An Erwerbsarbeitsplätzen, an denen überwiegend Frauen eingesetzt werden, gelten viele Fähigkeiten, die die Frauen dort einsetzen, nicht als Qualifikationen: Sie werden weder vergütet, noch als Kriterium für Karriere oder Aufstieg herangezogen.

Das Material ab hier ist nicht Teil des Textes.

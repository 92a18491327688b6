//! Indirect-draw ring bookkeeping (C11, §4.9).
//!
//! Pure write-offset accounting; the backing triple-buffered device buffer
//! (with its fallback memory-property tiers) is owned by the Vulkan
//! backend. This module only tracks, per in-flight frame, how many draw
//! records have been written so far.

use crate::config::INDIRECT_DRAW_COMMAND_SIZE;

/// Host-visible mirror of the GPU ABI record for `vkCmdDrawIndexedIndirect`
/// (§6). 20 bytes: five packed `u32`s.
#[derive(Debug, Clone, Copy, PartialEq, Eq, Default)]
pub struct IndirectDrawCommand {
    pub index_count: u32,
    pub instance_count: u32,
    pub first_index: u32,
    pub vertex_offset: u32,
    pub first_instance: u32,
}

impl IndirectDrawCommand {
    pub const SIZE: u64 = INDIRECT_DRAW_COMMAND_SIZE;

    pub fn to_bytes(self) -> [u8; 20] {
        let mut bytes = [0u8; 20];
        bytes[0..4].copy_from_slice(&self.index_count.to_ne_bytes());
        bytes[4..8].copy_from_slice(&self.instance_count.to_ne_bytes());
        bytes[8..12].copy_from_slice(&self.first_index.to_ne_bytes());
        bytes[12..16].copy_from_slice(&self.vertex_offset.to_ne_bytes());
        bytes[16..20].copy_from_slice(&self.first_instance.to_ne_bytes());
        bytes
    }
}

/// Memory-property tier a backend managed to allocate the ring's backing
/// buffers in, tried in the order given in §4.9.
#[derive(Debug, Clone, Copy, PartialEq, Eq)]
pub enum RingMemoryTier {
    DeviceLocalHostCoherent,
    HostCoherent,
    HostOnly,
}

impl RingMemoryTier {
    /// Only `HostOnly` requires an explicit `vkFlushMappedMemoryRanges`
    /// equivalent before the GPU reads it.
    pub fn needs_flush(self) -> bool {
        matches!(self, RingMemoryTier::HostOnly)
    }
}

/// `base_draw` plus whether the allocation succeeded, mirroring the
/// `(base_draw, ptr)` / failure pair from §4.9.
#[derive(Debug, Clone, Copy, PartialEq, Eq)]
pub struct RingAllocation {
    pub base_draw: u32,
    pub count: u32,
}

/// Per-in-flight-frame write-offset bookkeeping over a ring of `max_draws`
/// slots (S6).
pub struct IndirectRing {
    max_draws: u32,
    memory_tier: RingMemoryTier,
    write_offsets: Vec<u32>,
    active_frame: usize,
}

impl IndirectRing {
    pub fn new(max_draws: u32, buffering_frames: u32, memory_tier: RingMemoryTier) -> Self {
        IndirectRing {
            max_draws,
            memory_tier,
            write_offsets: vec![0; buffering_frames as usize],
            active_frame: 0,
        }
    }

    pub fn max_draws(&self) -> u32 {
        self.max_draws
    }

    pub fn memory_tier(&self) -> RingMemoryTier {
        self.memory_tier
    }

    /// Selects the active buffer for this frame and resets its write
    /// offset to 0.
    pub fn begin_frame(&mut self, frame_index: usize) {
        self.active_frame = frame_index;
        self.write_offsets[frame_index] = 0;
    }

    /// Bump-allocate `count` draw slots from the active buffer. Fails
    /// without mutating state if the ring would overflow (S6).
    pub fn alloc(&mut self, count: u32) -> Option<RingAllocation> {
        let offset = self.write_offsets[self.active_frame];
        if offset.checked_add(count)? > self.max_draws {
            return None;
        }
        self.write_offsets[self.active_frame] = offset + count;
        Some(RingAllocation { base_draw: offset, count })
    }

    pub fn write_offset(&self) -> u32 {
        self.write_offsets[self.active_frame]
    }

    pub fn remaining(&self) -> u32 {
        self.max_draws - self.write_offsets[self.active_frame]
    }

    /// Index of the active buffer in the backend's per-frame buffer table
    /// (§4.9): which backing `vk::Buffer` `draw_indexed_indirect` should
    /// bind this frame.
    pub fn get_current(&self) -> usize {
        self.active_frame
    }

    /// Byte range within the active buffer that needs an explicit flush
    /// before the GPU reads it, or `None` when the memory tier is already
    /// host-coherent (§4.9). The caller issues the actual
    /// `vkFlushMappedMemoryRanges` call against its backing buffer.
    pub fn flush_range(&self, base: u32, count: u32) -> Option<(u64, u64)> {
        if !self.memory_tier.needs_flush() {
            return None;
        }
        Some((base as u64 * IndirectDrawCommand::SIZE, count as u64 * IndirectDrawCommand::SIZE))
    }

    /// Flushes the active buffer's full written prefix.
    pub fn flush_current(&self) -> Option<(u64, u64)> {
        self.flush_range(0, self.write_offsets[self.active_frame])
    }
}

#[cfg(test)]
mod tests {
    use super::*;

    #[test]
    fn indirect_draw_command_round_trips_through_bytes() {
        let cmd = IndirectDrawCommand { index_count: 36, instance_count: 1, first_index: 0, vertex_offset: 12, first_instance: 0 };
        let bytes = cmd.to_bytes();
        assert_eq!(bytes.len(), IndirectDrawCommand::SIZE as usize);
        assert_eq!(u32::from_ne_bytes(bytes[0..4].try_into().unwrap()), 36);
        assert_eq!(u32::from_ne_bytes(bytes[12..16].try_into().unwrap()), 12);
    }

    /// S6 — indirect ring overflow.
    #[test]
    fn s6_ring_overflow_leaves_offset_unchanged() {
        let mut ring = IndirectRing::new(4, 3, RingMemoryTier::DeviceLocalHostCoherent);
        ring.begin_frame(0);

        let first = ring.alloc(3).unwrap();
        assert_eq!(first, RingAllocation { base_draw: 0, count: 3 });

        let second = ring.alloc(2);
        assert!(second.is_none());
        assert_eq!(ring.write_offset(), 3);
    }

    #[test]
    fn begin_frame_resets_only_the_selected_buffer() {
        let mut ring = IndirectRing::new(8, 2, RingMemoryTier::HostCoherent);
        ring.begin_frame(0);
        ring.alloc(5).unwrap();
        ring.begin_frame(1);
        assert_eq!(ring.write_offset(), 0);
        ring.begin_frame(0);
        assert_eq!(ring.write_offset(), 5);
    }

    #[test]
    fn host_only_tier_requires_flush() {
        assert!(RingMemoryTier::HostOnly.needs_flush());
        assert!(!RingMemoryTier::HostCoherent.needs_flush());
        assert!(!RingMemoryTier::DeviceLocalHostCoherent.needs_flush());
    }

    #[test]
    fn remaining_tracks_capacity_minus_write_offset() {
        let mut ring = IndirectRing::new(10, 1, RingMemoryTier::HostCoherent);
        ring.begin_frame(0);
        assert_eq!(ring.remaining(), 10);
        ring.alloc(4).unwrap();
        assert_eq!(ring.remaining(), 6);
    }

    #[test]
    fn get_current_tracks_the_selected_buffer() {
        let mut ring = IndirectRing::new(4, 3, RingMemoryTier::HostCoherent);
        ring.begin_frame(2);
        assert_eq!(ring.get_current(), 2);
        ring.begin_frame(0);
        assert_eq!(ring.get_current(), 0);
    }

    #[test]
    fn flush_range_is_none_on_coherent_tiers() {
        let ring = IndirectRing::new(4, 1, RingMemoryTier::DeviceLocalHostCoherent);
        assert_eq!(ring.flush_range(0, 4), None);
        let ring = IndirectRing::new(4, 1, RingMemoryTier::HostCoherent);
        assert_eq!(ring.flush_range(0, 4), None);
    }

    #[test]
    fn flush_range_spans_bytes_on_host_only_tier() {
        let ring = IndirectRing::new(16, 1, RingMemoryTier::HostOnly);
        assert_eq!(ring.flush_range(2, 3), Some((2 * IndirectDrawCommand::SIZE, 3 * IndirectDrawCommand::SIZE)));
    }

    #[test]
    fn flush_current_covers_the_written_prefix() {
        let mut ring = IndirectRing::new(16, 1, RingMemoryTier::HostOnly);
        ring.begin_frame(0);
        ring.alloc(5).unwrap();
        assert_eq!(ring.flush_current(), Some((0, 5 * IndirectDrawCommand::SIZE)));
    }
}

In typischen Frauenberufen, wie z.B. im Verkaufsberuf, gelten die eingesetzten Fähigkeiten, wie Freundlichkeit und Sensibilität, als natürliche Anlagen der Frauen, deren Entwicklung eher einem Reifungs- als einem Lernprozeß entsprechen soll (Goldmann 1986). In den sozialpädagogischen Berufen wie Erzieherinnen, Kinderpflegerinnen und Krankenschwestern werden Sensibilität und Einfühlungsvermögen nicht tarifiert, sondern gratis mitgenutzt. Selbst im Industriebereich zeigt es sich, daß z.B. in der Elektroindustrie an typischen Frauenarbeitsplätzen ein hohes Verständnis für technische Zusammenhänge gefordert wird, obschon der Arbeitsplatz als "angelernt" bezeichnet und bezahlt wird. Daß die Frauen an diesen Arbeitsplätzen die Tätigkeiten überhaupt erfüllen können, liegt daran, daß sie ein sehr hohes allgemeines Bildungsniveau besitzen (i.d.R. Abitur) und dadurch in der Lage sind, in relativ kurzen Anlernzeiten die spezifischen Aufgaben zu erfüllen (Bednarz-Braun 1983). Für die Betriebe verbilligt sich dadurch die weibliche Arbeitskraft, da nicht als Qualifikation gewertete allgemeine Kompetenzen gratis mitgenutzt werden.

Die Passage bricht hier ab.